Thread: performance problems with subselects

performance problems with subselects

From

John Taylor

Date:

23 April 2002, 09:36:27

Hi,

I have a rather complicated problem, that I hope someone can help with.

My application keeps track of updates to an order database running on another machine.

For reasons that are too complicated to go into, the orderlines are supplied with some of the
values missing, so I have to look them up before inserting into my database.

I'm now at the prototype stage, and I'm having performance problems.
It currently takes 10 hours to insert 44,000 records.

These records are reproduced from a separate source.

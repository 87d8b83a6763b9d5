//! Schema IR for tree node types.
//!
//! A [`Schema`] is an ordered list of [`TypeDef`]s, each either a product
//! (named fields) or a variant group (a closed set of other types). The IR
//! is what the grammar DSL parses into and what every backend consumes.

use reword_syntax::{Context, Diagnostic, DiagnosticKind, Node, Outcome};
use serde::{Deserialize, Serialize};

/// A complete set of type definitions.
#[derive(Debug, Clone, Default, PartialEq, Eq, Serialize, Deserialize)]
pub struct Schema {
    pub definitions: Vec<TypeDef>,
}

/// One named type.
#[derive(Debug, Clone, PartialEq, Eq, Serialize, Deserialize)]
pub struct TypeDef {
    pub name: String,
    /// 1-based line of the declaration in its source, 0 if built in code.
    #[serde(default)]
    pub line: usize,
    pub shape: Shape,
}

#[derive(Debug, Clone, PartialEq, Eq, Serialize, Deserialize)]
#[serde(rename_all = "snake_case")]
pub enum Shape {
    /// A node with a fixed set of fields.
    Product(Vec<Field>),
    /// Exactly one of the listed types.
    Group(Vec<String>),
}

#[derive(Debug, Clone, PartialEq, Eq, Serialize, Deserialize)]
pub struct Field {
    pub name: String,
    pub ty: FieldType,
}

#[derive(Debug, Clone, PartialEq, Eq, Serialize, Deserialize)]
#[serde(rename_all = "snake_case")]
pub enum FieldType {
    /// A string field.
    Scalar,
    /// A nested node of the named type.
    Node(String),
    /// An ordered list of nodes of the named type.
    List(String),
}

impl FieldType {
    /// The referenced type, if any.
    pub fn target(&self) -> Option<&str> {
        match self {
            FieldType::Scalar => None,
            FieldType::Node(name) | FieldType::List(name) => Some(name),
        }
    }
}

impl TypeDef {
    pub fn product(name: impl Into<String>, fields: Vec<Field>) -> Self {
        Self {
            name: name.into(),
            line: 0,
            shape: Shape::Product(fields),
        }
    }

    pub fn group(name: impl Into<String>, members: Vec<String>) -> Self {
        Self {
            name: name.into(),
            line: 0,
            shape: Shape::Group(members),
        }
    }

    /// The discriminant carried by nodes of this type.
    pub fn kind(&self) -> String {
        self.name.to_lowercase()
    }
}

impl Field {
    pub fn new(name: impl Into<String>, ty: FieldType) -> Self {
        Self {
            name: name.into(),
            ty,
        }
    }
}

impl Schema {
    pub fn new() -> Self {
        Self::default()
    }

    pub fn add(&mut self, def: TypeDef) {
        self.definitions.push(def);
    }

    pub fn get(&self, name: &str) -> Option<&TypeDef> {
        self.definitions.iter().find(|def| def.name == name)
    }

    /// Groups that list `name` as a member, in declaration order.
    pub fn groups_of<'a>(&'a self, name: &'a str) -> impl Iterator<Item = &'a TypeDef> + 'a {
        self.definitions.iter().filter(move |def| match &def.shape {
            Shape::Group(members) => members.iter().any(|m| m == name),
            Shape::Product(_) => false,
        })
    }

    /// Check `node` against `type_name` the way a generated deserializer would.
    pub fn validate(&self, type_name: &str, node: &Node) -> Outcome<()> {
        let Some(def) = self.get(type_name) else {
            return Err(Diagnostic::not_configured(
                format!("type '{type_name}' is not declared"),
                Context::tree(node),
            ));
        };
        match &def.shape {
            Shape::Product(fields) => self.validate_product(def, fields, node),
            Shape::Group(members) => self.validate_group(def, members, node),
        }
    }

    fn validate_product(&self, def: &TypeDef, fields: &[Field], node: &Node) -> Outcome<()> {
        let kind = def.kind();
        if !node.is(&kind) {
            return Err(Diagnostic::mismatch(
                format!("expected kind '{kind}' on type '{}'", def.name),
                Context::tree(node),
            ));
        }
        for field in fields {
            let missing = || {
                Diagnostic::missing_field(
                    format!("missing field '{}' on type '{}'", field.name, def.name),
                    Context::tree(node),
                )
            };
            let nested = |cause: Diagnostic| {
                Diagnostic::with_children(
                    cause.kind(),
                    format!("failed to deserialize field '{}' on type '{}'", field.name, def.name),
                    Context::tree(node),
                    vec![cause],
                )
            };
            match &field.ty {
                FieldType::Scalar => {
                    node.find_string(&field.name).ok_or_else(missing)?;
                }
                FieldType::Node(target) => {
                    let child = node.find_node(&field.name).ok_or_else(missing)?;
                    self.validate(target, child).map_err(nested)?;
                }
                FieldType::List(target) => {
                    let items = node.find_list(&field.name).ok_or_else(missing)?;
                    for item in items {
                        self.validate(target, item).map_err(nested)?;
                    }
                }
            }
        }
        Ok(())
    }

    fn validate_group(&self, def: &TypeDef, members: &[String], node: &Node) -> Outcome<()> {
        let mut failures = Vec::new();
        for member in members {
            match self.validate(member, node) {
                Ok(()) => return Ok(()),
                Err(cause) => failures.push(cause),
            }
        }
        Err(Diagnostic::with_children(
            DiagnosticKind::AllAlternativesFailed,
            format!("no variant of '{}' matched", def.name),
            Context::tree(node),
            failures,
        ))
    }
}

This is almost 1 sec/record which is much too slow.
I have run vacuum, but that doesn't seem to make much difference.


The two tables concered are as follows:

                                      Table "orderheaderupdates"
  Attribute   |          Type          |                           Modifier
--------------+------------------------+--------------------------------------------------------------
 account      | character varying(6)   |
 delivery     | smallint               |
 thedate      | date                   |
 theorder     | integer                | not null default nextval('"orderheader_theorder_seq"'::text)
 deliverynote | character varying(10)  |
 invoicenote  | character varying(10)  |
 grnpod       | character varying(10)  |
 comments     | character varying(240) |
 dcomments    | character varying(100) |
 round        | character varying(3)   |
 tempno       | smallint               |
 status       | character(1)           |
 ordertype    | character(1)           |
 transno      | integer                |
 updated      | integer                |
 utype        | character(1)           |
 origin       | character(1)           |
Indices: orderheaderupdates_account,
         orderheaderupdates_delivery,
         orderheaderupdates_ordertype,
         orderheaderupdates_origin,
         orderheaderupdates_thedate,
         orderheaderupdates_theorder,
         orderheaderupdates_updated


            Table "orderlinesupdates"
  Attribute   |          Type          | Modifier
--------------+------------------------+----------
 theorder     | integer                | not null
 type         | character(1)           |
 stock        | character varying(6)   |
 line         | integer                | not null
 ordercurrent | integer                |
 sellingquant | integer                |
 price        | numeric(7,2)           |
 discount     | numeric(5,2)           |
 vatrate      | smallint               |
 comment      | character varying(100) |
 updated      | integer                |
 utype        | character(1)           |
 origin       | character(1)           |
Indices: orderlinesupdates_line,
         orderlinesupdates_origin,
         orderlinesupdates_stock,
         orderlinesupdates_theorder,
         orderlinesupdates_updated


To insert into the orderlines tables I am currently performing the following:

INSERT INTO orderlinesupdates
   (theorder,type,stock,line,ordercurrent,sellingquant,price,discount,vatrate,comment,updated,utype,origin)
VALUES
   (
     (SELECT theorder FROM orderheaderupdates WHERE account='  1003' AND delivery=1 AND thedate='2002-02-26' AND
ordertype='O'ORDER BY updated DESC LIMIT 1), 
     'P',
     'ITEM1',
     (select coalesce
             (
                (select line from orderlinesupdates where theorder=(SELECT theorder FROM orderheaderupdates WHERE
account=' 1003' AND delivery=1 AND thedate='2002-02-26' AND ordertype='O'  ORDER BY updated DESC LIMIT 1) AND
stock='ITEM1'limit 1), 
                (select max(line)+1 from orderlinesupdates where theorder in (SELECT theorder FROM orderheader WHERE
account=' 1003' AND delivery=1  AND thedate='2002-02-26' AND ordertype='O' LIMIT 1)), 
                1
             )
     ),
     1,
     1,
     1.1,
     0.0,
     0,
     '',
     0,
     '+',
     'C'
   );

The first subselect is to find the correct ordernumber (theorder) from the orderheader.
The second subselect tries to locate the line number, by searching for the orderline in case this line has been
insertedpreviously. 
The third subselect finds the next free line number when it is the first time this orderline has been added.
The orderline defaults to 1, if this is the first orderline entered for the matching orderheader.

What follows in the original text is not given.